Вскоре на кухонном столе бы развернут праздничный ужин. Детям дали чай прямо на рабочее место, они уплетали хлеб с вареньем и запивали его чаем, а у взрослых была вскрыта бутылка, и бодрый голос отца произнес длинный тост, в котором делалась попытка объять необъятное. В нем содержались пожелания мира и процветания всему советскому народу и чтоб дети был здоровы, а будущее — светлым; наиболее подробно излагались пожелания гостю. Ему предрекались успехи, вполне им заслуженные; кроме того, речь шла в шутливом, разумеется, тоне о том, чтобы, достигнув этих успехов, он не забывал старых друзей (в этом месте мальчик поднял голову, собираясь удивленно посмотреть на отца, но того не было видно из-за ширмы) и, в свою очередь, был уверен в их верности, преданности… и тому подобном.
Гость никак не мог быть старым другом отца, и это удивило мальчика. Наконец отцу удалось перечислить все, что он задумал, и дело дошло до фразы «С Новым годом!». Вслед за тем стало слышно, как отец пьет вино, а пить он не умел; как он старательно глотает и мелко кашляет после каждого глотка; бабушка велела ему закусывать. Вскоре они налили по второй, и встал гость. Он с благодарностью воспринял от «старого друга» обещания верности, согласился с тем, что им нужно и дальше идти одной дорогой, но, в отличие от отца, нажимал на какие-то обстоятельства, в которых и самый верный друг не всегда может прийти на помощь и проявить свою верность, так как обстоятельства бывают сильнее нас, и это надо учитывать.
Гость сделал паузу, но рюмки не поднял, показав этим, что тост не закончен. Мальчик поразмышлял, кого же он имел в виду, себя или отца: намекал ли он, что отец, возможно, окажется недостойным заявленной им только что преданности или, наоборот, гость не обещает отцу из-за обстоятельств, которые «сильнее», всегдашнюю свою помощь, поддержку и выручку?

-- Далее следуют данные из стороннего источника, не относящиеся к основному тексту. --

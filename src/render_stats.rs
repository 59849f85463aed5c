//! Frame-rate tracking for the accelerated scene.
//!
//! The runner calls [`FrameMonitor::update`] once per frame while the gate is
//! READY. The rate is recomputed once per second and logged at debug level.

use std::time::{Duration, Instant};

const WINDOW: Duration = Duration::from_secs(1);

#[derive(Debug, Clone)]
pub struct FrameMonitor {
    frames: u32,
    window_start: Instant,
    fps: u32,
}

impl FrameMonitor {
    pub fn new(now: Instant) -> Self {
        Self {
            frames: 0,
            window_start: now,
            fps: 0,
        }
    }

    /// Count one frame at `now` and return the latest rate.
    pub fn update(&mut self, now: Instant) -> u32 {
        self.frames += 1;

        let elapsed = now.saturating_duration_since(self.window_start);
        if elapsed >= WINDOW {
            let rate = f64::from(self.frames) / elapsed.as_secs_f64();
            self.fps = rate.round() as u32;
            self.frames = 0;
            self.window_start = now;
            log::debug!("Scene running at {} fps", self.fps);
        }

        self.fps
    }

    pub fn fps(&self) -> u32 {
        self.fps
    }

    /// Start a fresh window, e.g. after the scene was remounted.
    pub fn restart(&mut self, now: Instant) {
        *self = Self::new(now);
    }
}

#[cfg(test)]
mod tests {
    use super::*;

    #[test]
    fn test_rate_is_zero_before_first_window() {
        let start = Instant::now();
        let mut monitor = FrameMonitor::new(start);
        for i in 1..10 {
            assert_eq!(monitor.update(start + Duration::from_millis(i * 16)), 0);
        }
    }

    #[test]
    fn test_rate_after_one_second() {
        let start = Instant::now();
        let mut monitor = FrameMonitor::new(start);
        let mut fps = 0;
        for i in 1..=60u64 {
            fps = monitor.update(start + Duration::from_micros(i * 16_667));
        }
        assert_eq!(fps, 60);
        assert_eq!(monitor.fps(), 60);
    }

    #[test]
    fn test_restart_clears_rate() {
        let start = Instant::now();
        let mut monitor = FrameMonitor::new(start);
        monitor.update(start + Duration::from_secs(1));
        assert_eq!(monitor.fps(), 1);

        monitor.restart(start + Duration::from_secs(1));
        assert_eq!(monitor.fps(), 0);
    }
}
use thiserror::Error;

#[derive(Error, Debug)]
pub enum Error {
    #[error("{0}: {1:?}")]
    KubeError(String, #[source] Box<kube::Error>),

    #[error("{0}: {1}")]
    // NB: awkward type because finalizer::Error embeds the reconciler error (which is this)
    // so boxing this error to break cycles
    FinalizerError(
        String,
        #[source] Box<kube::runtime::finalizer::Error<Error>>,
    ),

    #[error("{0}")]
    MissingData(String),

    #[error("missing object: {0}")]
    MissingObject(&'static str),

    #[error("missing object key: {0}")]
    MissingObjectKey(&'static str),

    #[error("parse error: {0}")]
    ParseError(String),

    #[error("{0}: {1}")]
    SerializationError(String, #[source] serde_json::Error),
}

pub type Result<T, E = Error> = std::result::Result<T, E>;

— Бог не выдаст — свинья не съест, — сказал отец и хихикнул довольно грустно, как бы не слишком веря в возможность бога не выдать и уж тем менее надеясь на благородство свинью.
Так, во всяком случае, понял это мальчик, вновь удивленный отцом — на этот раз тем, что он произнес пословицу. Пословицы, присловьица, поговорки иногда употребляла бабушка, отцу же это свойственно не было.
И все-таки, продолжал гость, мы выпьем за дружбу и друзей, ибо друг бывает ближе любого родственника, а родственники бывают такие, что с ними лучше не знаться, лучше откреститься от них; такие, которые затевают какие-нибудь свои подозрительные делишки, не думая, что сами они числятся в анкетах у своих родных. Это так, к слову. Впрочем, у нас с вами, я надеюсь, таких родственников нет и быть не должно. За дружбу!
— И ни в коем случае! — У отца получилось невпопад, он, конечно, хотел сказать, что ни в коем случае не должно быть обрисованных гостем коварных родственников, а получилось, что он с чем-то не согласен, чуть ли ни против провозглашенного гостем «За дружбу!».
Гость рассмеялся и снял возникшее напряжение.
— У нас плохих родственников нет, — сказала бабушка.
— У меня тоже! — сказал гость радостно. — За хороших родственниках в наших анкетах!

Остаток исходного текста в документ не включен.